Recorded data:
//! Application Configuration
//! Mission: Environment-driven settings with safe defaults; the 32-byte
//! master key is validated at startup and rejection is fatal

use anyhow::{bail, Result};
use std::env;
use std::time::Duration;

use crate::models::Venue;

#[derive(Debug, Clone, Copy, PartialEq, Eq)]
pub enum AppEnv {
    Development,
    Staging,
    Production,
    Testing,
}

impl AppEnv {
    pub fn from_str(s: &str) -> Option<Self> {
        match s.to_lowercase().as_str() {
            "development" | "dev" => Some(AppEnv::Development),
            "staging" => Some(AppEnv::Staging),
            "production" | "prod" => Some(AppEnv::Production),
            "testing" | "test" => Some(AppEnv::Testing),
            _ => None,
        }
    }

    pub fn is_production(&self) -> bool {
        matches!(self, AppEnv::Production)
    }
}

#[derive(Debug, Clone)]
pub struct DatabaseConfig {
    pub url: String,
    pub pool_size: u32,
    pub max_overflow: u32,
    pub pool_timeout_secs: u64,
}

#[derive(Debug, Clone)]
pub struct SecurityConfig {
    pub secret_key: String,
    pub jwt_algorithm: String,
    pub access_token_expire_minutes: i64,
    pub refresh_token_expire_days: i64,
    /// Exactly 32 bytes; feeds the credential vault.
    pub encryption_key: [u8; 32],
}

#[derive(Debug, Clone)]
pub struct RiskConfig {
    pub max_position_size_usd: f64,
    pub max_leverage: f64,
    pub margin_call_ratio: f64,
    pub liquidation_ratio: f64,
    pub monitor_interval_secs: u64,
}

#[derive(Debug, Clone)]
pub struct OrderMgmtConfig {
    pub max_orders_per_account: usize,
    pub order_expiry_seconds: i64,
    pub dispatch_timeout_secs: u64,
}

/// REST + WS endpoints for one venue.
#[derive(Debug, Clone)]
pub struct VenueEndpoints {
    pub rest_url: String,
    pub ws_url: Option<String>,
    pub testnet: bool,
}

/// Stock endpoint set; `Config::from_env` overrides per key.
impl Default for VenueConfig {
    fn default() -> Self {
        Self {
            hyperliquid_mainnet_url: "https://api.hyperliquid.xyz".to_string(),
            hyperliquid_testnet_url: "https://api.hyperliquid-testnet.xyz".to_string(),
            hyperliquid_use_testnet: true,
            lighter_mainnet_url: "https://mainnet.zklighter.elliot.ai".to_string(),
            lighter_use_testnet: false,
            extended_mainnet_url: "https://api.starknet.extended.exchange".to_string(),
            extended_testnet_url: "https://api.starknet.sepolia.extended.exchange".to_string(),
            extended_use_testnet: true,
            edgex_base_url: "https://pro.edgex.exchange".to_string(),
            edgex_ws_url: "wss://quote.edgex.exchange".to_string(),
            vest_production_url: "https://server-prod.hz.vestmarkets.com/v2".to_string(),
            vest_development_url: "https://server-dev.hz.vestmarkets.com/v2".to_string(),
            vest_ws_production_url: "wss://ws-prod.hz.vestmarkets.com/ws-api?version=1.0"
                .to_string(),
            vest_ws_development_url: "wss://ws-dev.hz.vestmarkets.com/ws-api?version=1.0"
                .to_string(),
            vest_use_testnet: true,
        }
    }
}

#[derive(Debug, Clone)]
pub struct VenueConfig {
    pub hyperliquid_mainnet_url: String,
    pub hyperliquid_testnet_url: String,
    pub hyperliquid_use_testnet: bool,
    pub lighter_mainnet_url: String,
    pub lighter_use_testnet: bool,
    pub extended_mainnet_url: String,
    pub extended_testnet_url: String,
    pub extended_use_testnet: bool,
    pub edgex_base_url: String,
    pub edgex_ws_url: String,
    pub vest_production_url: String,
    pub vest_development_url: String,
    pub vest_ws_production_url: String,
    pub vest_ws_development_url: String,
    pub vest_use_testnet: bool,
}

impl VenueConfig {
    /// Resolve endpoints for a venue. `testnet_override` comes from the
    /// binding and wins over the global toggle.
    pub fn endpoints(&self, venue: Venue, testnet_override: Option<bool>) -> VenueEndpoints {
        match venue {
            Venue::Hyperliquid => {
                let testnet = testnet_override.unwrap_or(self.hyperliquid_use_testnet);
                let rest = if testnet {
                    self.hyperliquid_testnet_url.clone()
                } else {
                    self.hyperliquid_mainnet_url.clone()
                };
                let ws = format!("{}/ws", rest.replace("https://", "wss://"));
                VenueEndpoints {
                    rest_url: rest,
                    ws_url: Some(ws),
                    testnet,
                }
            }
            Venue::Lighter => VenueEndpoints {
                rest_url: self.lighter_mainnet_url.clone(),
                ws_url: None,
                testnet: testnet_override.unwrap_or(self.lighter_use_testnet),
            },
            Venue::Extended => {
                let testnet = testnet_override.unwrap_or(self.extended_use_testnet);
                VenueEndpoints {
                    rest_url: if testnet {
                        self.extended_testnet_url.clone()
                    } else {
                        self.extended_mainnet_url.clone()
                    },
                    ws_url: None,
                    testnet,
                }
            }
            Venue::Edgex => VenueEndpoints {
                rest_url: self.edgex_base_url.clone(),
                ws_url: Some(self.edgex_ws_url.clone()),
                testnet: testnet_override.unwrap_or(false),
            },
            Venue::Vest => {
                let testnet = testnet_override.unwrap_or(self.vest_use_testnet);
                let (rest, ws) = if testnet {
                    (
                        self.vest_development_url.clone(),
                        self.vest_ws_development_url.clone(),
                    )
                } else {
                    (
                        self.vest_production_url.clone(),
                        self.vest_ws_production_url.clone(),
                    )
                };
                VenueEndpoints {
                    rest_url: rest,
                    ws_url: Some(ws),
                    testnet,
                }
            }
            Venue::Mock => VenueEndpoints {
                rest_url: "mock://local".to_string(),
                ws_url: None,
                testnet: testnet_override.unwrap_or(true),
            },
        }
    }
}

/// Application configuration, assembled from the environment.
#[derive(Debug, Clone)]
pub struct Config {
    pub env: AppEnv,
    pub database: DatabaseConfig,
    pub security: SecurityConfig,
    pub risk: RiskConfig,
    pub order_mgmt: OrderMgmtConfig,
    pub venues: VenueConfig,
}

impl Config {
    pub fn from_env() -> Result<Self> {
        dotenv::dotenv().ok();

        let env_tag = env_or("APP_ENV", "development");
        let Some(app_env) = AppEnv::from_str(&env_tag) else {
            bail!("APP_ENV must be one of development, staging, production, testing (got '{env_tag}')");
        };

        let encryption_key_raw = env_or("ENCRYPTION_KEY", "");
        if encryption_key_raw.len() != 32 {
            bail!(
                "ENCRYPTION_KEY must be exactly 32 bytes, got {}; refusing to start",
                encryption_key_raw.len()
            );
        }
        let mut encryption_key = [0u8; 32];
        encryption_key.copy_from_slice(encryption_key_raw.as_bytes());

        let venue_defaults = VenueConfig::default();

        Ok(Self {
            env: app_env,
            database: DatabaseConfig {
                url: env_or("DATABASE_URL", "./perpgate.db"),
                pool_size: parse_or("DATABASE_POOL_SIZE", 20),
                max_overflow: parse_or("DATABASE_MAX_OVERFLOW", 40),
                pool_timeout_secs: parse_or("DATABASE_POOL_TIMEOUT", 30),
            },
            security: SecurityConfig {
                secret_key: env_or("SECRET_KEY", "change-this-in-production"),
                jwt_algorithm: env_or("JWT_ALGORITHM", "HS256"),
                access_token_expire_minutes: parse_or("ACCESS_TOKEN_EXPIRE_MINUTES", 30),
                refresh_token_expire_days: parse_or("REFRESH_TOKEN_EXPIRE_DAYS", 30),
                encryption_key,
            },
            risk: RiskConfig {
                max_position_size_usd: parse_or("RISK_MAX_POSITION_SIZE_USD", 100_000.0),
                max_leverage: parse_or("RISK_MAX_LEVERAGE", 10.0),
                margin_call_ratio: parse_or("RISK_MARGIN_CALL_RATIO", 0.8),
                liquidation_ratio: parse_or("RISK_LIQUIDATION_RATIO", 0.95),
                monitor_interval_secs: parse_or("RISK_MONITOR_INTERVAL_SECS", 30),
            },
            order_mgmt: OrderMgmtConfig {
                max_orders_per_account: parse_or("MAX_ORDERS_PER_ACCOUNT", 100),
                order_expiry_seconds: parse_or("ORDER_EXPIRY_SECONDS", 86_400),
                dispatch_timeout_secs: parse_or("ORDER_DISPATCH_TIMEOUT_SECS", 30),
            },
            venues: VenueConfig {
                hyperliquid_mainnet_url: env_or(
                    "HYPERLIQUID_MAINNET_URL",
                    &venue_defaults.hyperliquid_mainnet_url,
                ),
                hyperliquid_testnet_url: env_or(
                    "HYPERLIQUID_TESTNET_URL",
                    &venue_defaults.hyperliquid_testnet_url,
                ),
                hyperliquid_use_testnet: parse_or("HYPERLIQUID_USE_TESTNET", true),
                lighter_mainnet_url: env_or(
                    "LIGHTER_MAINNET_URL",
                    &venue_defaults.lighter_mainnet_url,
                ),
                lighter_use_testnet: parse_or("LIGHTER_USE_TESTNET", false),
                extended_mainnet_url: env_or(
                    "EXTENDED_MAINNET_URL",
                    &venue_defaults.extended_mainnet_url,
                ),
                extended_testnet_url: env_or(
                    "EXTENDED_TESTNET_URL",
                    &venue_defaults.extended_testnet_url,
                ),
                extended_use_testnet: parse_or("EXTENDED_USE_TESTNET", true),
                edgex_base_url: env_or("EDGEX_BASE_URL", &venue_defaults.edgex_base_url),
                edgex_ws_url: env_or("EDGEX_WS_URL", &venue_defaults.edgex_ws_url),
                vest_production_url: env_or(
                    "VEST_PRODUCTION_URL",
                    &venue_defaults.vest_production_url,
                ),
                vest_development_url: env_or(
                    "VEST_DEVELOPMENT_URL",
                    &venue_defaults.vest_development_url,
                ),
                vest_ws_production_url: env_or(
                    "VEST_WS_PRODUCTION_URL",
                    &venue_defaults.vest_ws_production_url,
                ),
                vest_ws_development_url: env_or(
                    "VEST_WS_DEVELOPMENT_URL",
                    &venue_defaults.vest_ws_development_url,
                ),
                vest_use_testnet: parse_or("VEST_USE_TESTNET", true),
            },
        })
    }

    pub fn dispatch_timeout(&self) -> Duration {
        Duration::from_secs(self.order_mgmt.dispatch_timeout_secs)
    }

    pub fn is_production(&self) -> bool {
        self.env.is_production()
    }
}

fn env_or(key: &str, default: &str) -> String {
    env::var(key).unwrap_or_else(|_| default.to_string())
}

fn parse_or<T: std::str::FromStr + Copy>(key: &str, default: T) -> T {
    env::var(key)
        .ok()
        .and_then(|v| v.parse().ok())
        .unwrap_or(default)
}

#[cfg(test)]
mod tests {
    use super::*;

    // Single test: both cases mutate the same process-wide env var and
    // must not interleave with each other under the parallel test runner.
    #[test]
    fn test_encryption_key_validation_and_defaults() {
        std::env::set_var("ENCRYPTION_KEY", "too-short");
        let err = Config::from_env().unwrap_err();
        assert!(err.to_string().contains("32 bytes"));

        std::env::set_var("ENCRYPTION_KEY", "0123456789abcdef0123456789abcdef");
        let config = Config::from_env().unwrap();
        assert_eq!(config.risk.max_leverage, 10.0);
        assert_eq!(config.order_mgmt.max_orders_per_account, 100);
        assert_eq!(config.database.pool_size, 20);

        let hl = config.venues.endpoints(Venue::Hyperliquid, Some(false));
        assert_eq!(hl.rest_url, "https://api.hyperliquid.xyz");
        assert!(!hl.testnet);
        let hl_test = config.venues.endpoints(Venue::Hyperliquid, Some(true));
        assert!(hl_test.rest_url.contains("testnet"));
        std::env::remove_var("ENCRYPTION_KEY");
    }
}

Your goal: The expected output is every line from the material above where "https" can be found.

Your solution:
            hyperliquid_mainnet_url: "https://api.hyperliquid.xyz".to_string(),
            hyperliquid_testnet_url: "https://api.hyperliquid-testnet.xyz".to_string(),
            lighter_mainnet_url: "https://mainnet.zklighter.elliot.ai".to_string(),
            extended_mainnet_url: "https://api.starknet.extended.exchange".to_string(),
            extended_testnet_url: "https://api.starknet.sepolia.extended.exchange".to_string(),
            edgex_base_url: "https://pro.edgex.exchange".to_string(),
            vest_production_url: "https://server-prod.hz.vestmarkets.com/v2".to_string(),
            vest_development_url: "https://server-dev.hz.vestmarkets.com/v2".to_string(),
                let ws = format!("{}/ws", rest.replace("https://", "wss://"));
        assert_eq!(hl.rest_url, "https://api.hyperliquid.xyz");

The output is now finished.